— Exercise aim —
Word for word, copy out the records given below.

───

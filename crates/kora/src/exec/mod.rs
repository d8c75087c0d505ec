pub mod base;
pub mod dataflow;
pub mod exec_time;
pub mod function;
pub mod linear;
pub mod observers;
pub mod parallel;

pub use function::{DeallocFunction, Function, FunctionSequence, SyncFunction};
pub use linear::LinearExecutor;
pub use observers::{ExecutionObserver, ProfileObserver, TracingObserver};

use std::collections::BTreeMap;
use std::sync::{Mutex, RwLock};

use crate::backend::BackendId;
use crate::error::{ExecError, ExecResult};
use crate::ir::{Graph, OperationIndex, SubgraphIndex};

/// Identity of one scheduled operation, shown to observers.
#[derive(Clone)]
pub struct JobMeta {
    pub op_index: OperationIndex,
    pub op_name: &'static str,
    pub backend: BackendId,
}

/// An operation's materialized code plus its identity.
pub struct CodeEntry {
    pub meta: JobMeta,
    pub fn_seq: FunctionSequence,
}

/// All generated code of one subgraph, keyed by operation index.
pub type CodeMap = BTreeMap<OperationIndex, CodeEntry>;

/// The runtime object driving function sequences under a scheduling policy.
pub trait Executor: Send {
    /// The graph this executor was built from, for observer attribution.
    fn graph(&self) -> &Graph;

    /// Blocks until every operation has run or a kernel fails. A failure
    /// leaves the executor unusable; it must be discarded.
    fn run(&mut self) -> ExecResult<()>;

    fn add_observer(&mut self, observer: Box<dyn observers::ExecutionObserver>);

    /// Copies `data` into the IO tensor of the given graph input.
    fn set_input(&mut self, io_index: usize, data: &[u8]) -> ExecResult<()>;

    /// Copies the IO tensor of the given graph output out.
    fn get_output(&self, io_index: usize) -> ExecResult<Vec<u8>>;
}

/// Shared mapping from subgraph to executor, used by control-flow kernels to
/// dispatch into nested subgraphs.
///
/// Entries are installed bottom-up before execution begins and never mutated
/// afterwards; kernels hold a non-owning view to avoid ownership cycles
/// through the builtin kernel generator.
pub struct ExecutorMap {
    entries: RwLock<BTreeMap<SubgraphIndex, Mutex<Box<dyn Executor>>>>,
}

impl ExecutorMap {
    pub fn new() -> Self {
        Self {
            entries: RwLock::new(BTreeMap::new()),
        }
    }

    pub fn insert(&self, index: SubgraphIndex, executor: Box<dyn Executor>) {
        self.entries
            .write()
            .expect("executor map poisoned")
            .insert(index, Mutex::new(executor));
    }

    pub fn contains(&self, index: SubgraphIndex) -> bool {
        self.entries
            .read()
            .expect("executor map poisoned")
            .contains_key(&index)
    }

    /// Runs `f` with exclusive access to the executor of `index`.
    pub fn with_executor<R>(
        &self,
        index: SubgraphIndex,
        f: impl FnOnce(&mut dyn Executor) -> ExecResult<R>,
    ) -> ExecResult<R> {
        let entries = self.entries.read().expect("executor map poisoned");
        let executor = entries
            .get(&index)
            .ok_or_else(|| ExecError::state(format!("no executor for subgraph {index}")))?;
        let mut executor = executor.lock().expect("executor map entry poisoned");
        f(&mut **executor)
    }
}

impl Default for ExecutorMap {
    fn default() -> Self {
        Self::new()
    }
}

───

— Solved exercise —
filename crates/kora/src/exec/mod.rs
repository d8c75087c0d505ec
pub mod base;
pub mod dataflow;
pub mod exec_time;
pub mod function;
pub mod linear;
pub mod observers;
pub mod parallel;

pub use function::{DeallocFunction, Function, FunctionSequence, SyncFunction};
pub use linear::LinearExecutor;
pub use observers::{ExecutionObserver, ProfileObserver, TracingObserver};

use std::collections::BTreeMap;
use std::sync::{Mutex, RwLock};

use crate::backend::BackendId;
use crate::error::{ExecError, ExecResult};
use crate::ir::{Graph, OperationIndex, SubgraphIndex};

/// Identity of one scheduled operation, shown to observers.
#[derive(Clone)]
pub struct JobMeta {
    pub op_index: OperationIndex,
    pub op_name: &'static str,
    pub backend: BackendId,
}

/// An operation's materialized code plus its identity.
pub struct CodeEntry {
    pub meta: JobMeta,
    pub fn_seq: FunctionSequence,
}

/// All generated code of one subgraph, keyed by operation index.
pub type CodeMap = BTreeMap<OperationIndex, CodeEntry>;

/// The runtime object driving function sequences under a scheduling policy.
pub trait Executor: Send {
    /// The graph this executor was built from, for observer attribution.
    fn graph(&self) -> &Graph;

    /// Blocks until every operation has run or a kernel fails. A failure
    /// leaves the executor unusable; it must be discarded.
    fn run(&mut self) -> ExecResult<()>;

    fn add_observer(&mut self, observer: Box<dyn observers::ExecutionObserver>);

    /// Copies `data` into the IO tensor of the given graph input.
    fn set_input(&mut self, io_index: usize, data: &[u8]) -> ExecResult<()>;

    /// Copies the IO tensor of the given graph output out.
    fn get_output(&self, io_index: usize) -> ExecResult<Vec<u8>>;
}

/// Shared mapping from subgraph to executor, used by control-flow kernels to
/// dispatch into nested subgraphs.
///
/// Entries are installed bottom-up before execution begins and never mutated
/// afterwards; kernels hold a non-owning view to avoid ownership cycles
/// through the builtin kernel generator.
pub struct ExecutorMap {
    entries: RwLock<BTreeMap<SubgraphIndex, Mutex<Box<dyn Executor>>>>,
}

impl ExecutorMap {
    pub fn new() -> Self {
        Self {
            entries: RwLock::new(BTreeMap::new()),
        }
    }

    pub fn insert(&self, index: SubgraphIndex, executor: Box<dyn Executor>) {
        self.entries
            .write()
            .expect("executor map poisoned")
            .insert(index, Mutex::new(executor));
    }

    pub fn contains(&self, index: SubgraphIndex) -> bool {
        self.entries
            .read()
            .expect("executor map poisoned")
            .contains_key(&index)
    }

    /// Runs `f` with exclusive access to the executor of `index`.
    pub fn with_executor<R>(
        &self,
        index: SubgraphIndex,
        f: impl FnOnce(&mut dyn Executor) -> ExecResult<R>,
    ) -> ExecResult<R> {
        let entries = self.entries.read().expect("executor map poisoned");
        let executor = entries
            .get(&index)
            .ok_or_else(|| ExecError::state(format!("no executor for subgraph {index}")))?;
        let mut executor = executor.lock().expect("executor map entry poisoned");
        f(&mut **executor)
    }
}

impl Default for ExecutorMap {
    fn default() -> Self {
        Self::new()
    }
}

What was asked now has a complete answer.